Five-dimensional interpolation: Recovering from acquisition constraints

Abstract

Although 3D seismic data are being acquired in larger volumes than ever before, the spatial sampling of these volumes is not always adequate for certain seismic processes. This is especially true of marine and land wide-azimuth acquisitions, leading to the development of multidimensional data interpolation techniques. Simultaneous interpolation in all five seismic data dimensions (inline, crossline, offset, azimuth, and frequency) has great utility in predicting missing data with correct amplitude and phase variations. Although there are many techniques that can be implemented in five dimensions, this study focused on sparse Fourier reconstruction.

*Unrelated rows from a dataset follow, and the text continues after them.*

//! Authentication API error types.

use thiserror::Error;

/// Error type for calls against the remote authentication API.
#[derive(Error, Debug)]
pub enum ApiError {
    /// The API returned an error status with a message (surfaced verbatim)
    #[error("{message}")]
    Api { status: u16, message: String },

    /// Transport failure (DNS, connection reset, TLS, ...)
    #[error("Network error: {0}")]
    Network(String),

    /// The bounded request timeout elapsed
    #[error("Request timed out")]
    Timeout,

    /// The API returned 2xx but a shape the client cannot parse
    #[error("Malformed response: {0}")]
    Malformed(String),
}

impl ApiError {
    /// Returns true if this error is transient and the operation can be retried.
    ///
    /// Transient errors include network failures, timeouts, and 5xx server
    /// errors. Malformed responses and 4xx rejections are not retryable.
    pub fn is_transient(&self) -> bool {
        match self {
            ApiError::Network(_) => true,
            ApiError::Timeout => true,
            ApiError::Api { status, .. } => *status >= 500,
            ApiError::Malformed(_) => false,
        }
    }
}

/// Result type alias using ApiError.
pub type ApiResult<T> = Result<T, ApiError>;
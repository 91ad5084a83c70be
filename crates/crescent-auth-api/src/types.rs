//! Wire types for the authentication API.
//!
//! Requests use snake_case field names; the embedded user object in
//! responses is camelCase.

use serde::{Deserialize, Serialize};

/// Profile of an account as returned by the API.
#[derive(Debug, Clone, PartialEq, Serialize, Deserialize)]
#[serde(rename_all = "camelCase")]
pub struct UserProfile {
    pub id: String,
    pub email: String,
    pub username: String,
    /// Whether the email address has been verified via OTP.
    #[serde(default)]
    pub is_verified: bool,
    /// Omitted by the backend on some responses.
    #[serde(default, skip_serializing_if = "Option::is_none")]
    pub created_at: Option<String>,
    #[serde(default, skip_serializing_if = "Option::is_none")]
    pub updated_at: Option<String>,
}

/// Body for `POST /api/auth/login`.
#[derive(Debug, Clone, Serialize)]
pub struct LoginRequest {
    pub email: String,
    pub password: String,
    pub device_id: String,
    pub push_token: Option<String>,
}

/// Body for `POST /api/auth/register`.
#[derive(Debug, Clone, Serialize)]
pub struct RegisterRequest {
    pub email: String,
    pub password: String,
    pub username: String,
    pub device_id: String,
    pub push_token: Option<String>,
}

/// Body for `POST /api/auth/verify-otp`.
#[derive(Debug, Clone, Serialize)]
pub struct VerifyOtpRequest {
    pub email: String,
    pub otp: String,
}

/// Body for `POST /api/auth/logout`.
#[derive(Debug, Clone, Serialize)]
pub struct LogoutRequest {
    pub device_id: String,
    pub access_token: String,
}

/// A token and the profile it belongs to, issued by login or OTP
/// verification. The two only ever travel together.
#[derive(Debug, Clone, PartialEq)]
pub struct TokenGrant {
    pub token: String,
    pub user: UserProfile,
}

/// Response for `POST /api/auth/register`.
///
/// Registration does not issue a token; the account becomes a session only
/// after OTP verification.
#[derive(Debug, Clone, Deserialize)]
pub struct RegisterResponse {
    pub status: String,
    #[serde(default)]
    pub message: Option<String>,
}

impl RegisterResponse {
    /// The API signals registration success with `status == "success"`.
    pub fn is_success(&self) -> bool {
        self.status == "success"
    }
}
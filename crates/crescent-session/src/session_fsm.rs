//! Session state machine using rust-fsm.
//!
//! This module defines an explicit finite state machine for the session
//! lifecycle, so the in-flight operation is tracked as a state rather than
//! derived from storage checks or ad-hoc flags.
//!
//! ## State Diagram
//!
//! ```text
//! ┌──────────────────┐
//! │   Initializing   │ (initial, entered once at process start)
//! └────────┬─────────┘
//!          │ RestoreComplete
//!          ▼
//! ┌──────────────────┐  LoginAttempt / RegisterAttempt / VerifyAttempt
//! │      Ready       │ ───────────────────────────────────────────────┐
//! └──────┬───▲───────┘                                                │
//!        │   │ OperationComplete                                      ▼
//!        │   │                                     ┌──────────────────────────┐
//!        │   └─────────────────────────────────────│  AuthenticatingLogin /   │
//!        │ LogoutRequested                         │  AuthenticatingRegister /│
//!        ▼                                         │  AuthenticatingVerify    │
//! ┌──────────────────┐                             └──────────────────────────┘
//! │    LoggingOut    │
//! └──────┬───────────┘
//!        │ OperationComplete
//!        ▼
//!      Ready
//! ```

use rust_fsm::*;
use serde::{Deserialize, Serialize};

// Define the FSM using rust-fsm's declarative macro
// This generates a module `session_machine` with:
// - session_machine::State (enum)
// - session_machine::Input (enum)
// - session_machine::StateMachine (type alias)
// - session_machine::Impl (trait impl)
state_machine! {
    #[derive(Debug, Clone, PartialEq, Eq)]
    pub session_machine(Initializing)

    Initializing => {
        RestoreComplete => Ready
    },
    Ready => {
        LoginAttempt => AuthenticatingLogin,
        RegisterAttempt => AuthenticatingRegister,
        VerifyAttempt => AuthenticatingVerify,
        LogoutRequested => LoggingOut
    },
    AuthenticatingLogin => {
        OperationComplete => Ready
    },
    AuthenticatingRegister => {
        OperationComplete => Ready
    },
    AuthenticatingVerify => {
        OperationComplete => Ready
    },
    LoggingOut => {
        OperationComplete => Ready
    }
}

// Re-export the generated types with clearer names
pub use session_machine::Input as SessionMachineInput;
pub use session_machine::State as SessionMachineState;
pub use session_machine::StateMachine as SessionMachine;

/// Session status for external consumption.
///
/// This is the presentation layer's view of the FSM state.
#[derive(Debug, Clone, PartialEq, Eq, Serialize, Deserialize)]
#[serde(rename_all = "snake_case")]
pub enum SessionStatus {
    /// Persisted state has not been read yet.
    Initializing,
    /// Idle; operations may be started.
    Ready,
    /// A login call is in flight.
    AuthenticatingLogin,
    /// A registration call is in flight.
    AuthenticatingRegister,
    /// An OTP verification call is in flight.
    AuthenticatingVerify,
    /// A logout is in flight.
    LoggingOut,
}

impl SessionStatus {
    /// Returns true if an operation may be started in this state.
    pub fn is_ready(&self) -> bool {
        matches!(self, SessionStatus::Ready)
    }

    /// Returns true while an operation is in flight.
    pub fn is_busy(&self) -> bool {
        matches!(
            self,
            SessionStatus::AuthenticatingLogin
                | SessionStatus::AuthenticatingRegister
                | SessionStatus::AuthenticatingVerify
                | SessionStatus::LoggingOut
        )
    }
}

impl From<&SessionMachineState> for SessionStatus {
    fn from(state: &SessionMachineState) -> Self {
        match state {
            SessionMachineState::Initializing => SessionStatus::Initializing,
            SessionMachineState::Ready => SessionStatus::Ready,
            SessionMachineState::AuthenticatingLogin => SessionStatus::AuthenticatingLogin,
            SessionMachineState::AuthenticatingRegister => SessionStatus::AuthenticatingRegister,
            SessionMachineState::AuthenticatingVerify => SessionStatus::AuthenticatingVerify,
            SessionMachineState::LoggingOut => SessionStatus::LoggingOut,
        }
    }
}

#[cfg(test)]
mod tests {
    use super::*;

    fn ready_machine() -> SessionMachine {
        let mut machine = SessionMachine::new();
        machine
            .consume(&SessionMachineInput::RestoreComplete)
            .unwrap();
        machine
    }

    #[test]
    fn test_initial_state_is_initializing() {
        let machine = SessionMachine::new();
        assert_eq!(*machine.state(), SessionMachineState::Initializing);
    }

    #[test]
    fn test_restore_completes_to_ready() {
        let machine = ready_machine();
        assert_eq!(*machine.state(), SessionMachineState::Ready);
    }

    #[test]
    fn test_initializing_is_never_reentered() {
        let mut machine = ready_machine();

        // No input can take the machine back to Initializing
        let result = machine.consume(&SessionMachineInput::RestoreComplete);
        assert!(result.is_err());
        assert_eq!(*machine.state(), SessionMachineState::Ready);
    }

    #[test]
    fn test_login_operation_round_trip() {
        let mut machine = ready_machine();

        machine.consume(&SessionMachineInput::LoginAttempt).unwrap();
        assert_eq!(*machine.state(), SessionMachineState::AuthenticatingLogin);

        machine
            .consume(&SessionMachineInput::OperationComplete)
            .unwrap();
        assert_eq!(*machine.state(), SessionMachineState::Ready);
    }

    #[test]
    fn test_register_and_verify_round_trips() {
        let mut machine = ready_machine();

        machine
            .consume(&SessionMachineInput::RegisterAttempt)
            .unwrap();
        assert_eq!(
            *machine.state(),
            SessionMachineState::AuthenticatingRegister
        );
        machine
            .consume(&SessionMachineInput::OperationComplete)
            .unwrap();

        machine.consume(&SessionMachineInput::VerifyAttempt).unwrap();
        assert_eq!(*machine.state(), SessionMachineState::AuthenticatingVerify);
        machine
            .consume(&SessionMachineInput::OperationComplete)
            .unwrap();
        assert_eq!(*machine.state(), SessionMachineState::Ready);
    }

    #[test]
    fn test_logout_round_trip() {
        let mut machine = ready_machine();

        machine
            .consume(&SessionMachineInput::LogoutRequested)
            .unwrap();
        assert_eq!(*machine.state(), SessionMachineState::LoggingOut);

        machine
            .consume(&SessionMachineInput::OperationComplete)
            .unwrap();
        assert_eq!(*machine.state(), SessionMachineState::Ready);
    }

    #[test]
    fn test_no_second_operation_while_in_flight() {
        let mut machine = ready_machine();

        machine.consume(&SessionMachineInput::LoginAttempt).unwrap();

        // Every other operation start is rejected while login is in flight
        assert!(machine.consume(&SessionMachineInput::LoginAttempt).is_err());
        assert!(machine
            .consume(&SessionMachineInput::RegisterAttempt)
            .is_err());
        assert!(machine.consume(&SessionMachineInput::VerifyAttempt).is_err());
        assert!(machine
            .consume(&SessionMachineInput::LogoutRequested)
            .is_err());

        assert_eq!(*machine.state(), SessionMachineState::AuthenticatingLogin);
    }

    #[test]
    fn test_no_operation_before_restore() {
        let mut machine = SessionMachine::new();

        assert!(machine.consume(&SessionMachineInput::LoginAttempt).is_err());
        assert!(machine
            .consume(&SessionMachineInput::LogoutRequested)
            .is_err());
        assert_eq!(*machine.state(), SessionMachineState::Initializing);
    }

    #[test]
    fn test_session_status_conversion() {
        assert_eq!(
            SessionStatus::from(&SessionMachineState::Initializing),
            SessionStatus::Initializing
        );
        assert_eq!(
            SessionStatus::from(&SessionMachineState::Ready),
            SessionStatus::Ready
        );
        assert_eq!(
            SessionStatus::from(&SessionMachineState::AuthenticatingLogin),
            SessionStatus::AuthenticatingLogin
        );
        assert_eq!(
            SessionStatus::from(&SessionMachineState::AuthenticatingRegister),
            SessionStatus::AuthenticatingRegister
        );
        assert_eq!(
            SessionStatus::from(&SessionMachineState::AuthenticatingVerify),
            SessionStatus::AuthenticatingVerify
        );
        assert_eq!(
            SessionStatus::from(&SessionMachineState::LoggingOut),
            SessionStatus::LoggingOut
        );
    }

    #[test]
    fn test_session_status_is_ready() {
        assert!(SessionStatus::Ready.is_ready());
        assert!(!SessionStatus::Initializing.is_ready());
        assert!(!SessionStatus::AuthenticatingLogin.is_ready());
        assert!(!SessionStatus::LoggingOut.is_ready());
    }

    #[test]
    fn test_session_status_is_busy() {
        assert!(!SessionStatus::Initializing.is_busy());
        assert!(!SessionStatus::Ready.is_busy());
        assert!(SessionStatus::AuthenticatingLogin.is_busy());
        assert!(SessionStatus::AuthenticatingRegister.is_busy());
        assert!(SessionStatus::AuthenticatingVerify.is_busy());
        assert!(SessionStatus::LoggingOut.is_busy());
    }
}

The success of Fourier interpolation methods depends largely on two factors: (1) having efficient Fourier transform operators that permit the use of large multidimensional data windows and (2) constraining the spatial spectrum along dimensions where seismic amplitudes change slowly so that the sparseness and band limitation assumptions remain valid. Fourier reconstruction can be performed when enforcing a sparseness constraint on the 4D spatial spectrum obtained from frequency slices of five-dimensional windows. Binning spatial positions into a fine 4D grid facilitates the use of the FFT, which helps on the convergence of the inversion algorithm. This improves the results and computational efficiency. The 5D interpolation can successfully interpolate sparse data, improve AVO analysis, and reduce migration artifacts. Target geometries for optimal interpolation and regularization of land data can be classified in terms of whether they preserve the original data and whether they are designed to achieve surface or subsurface consistency.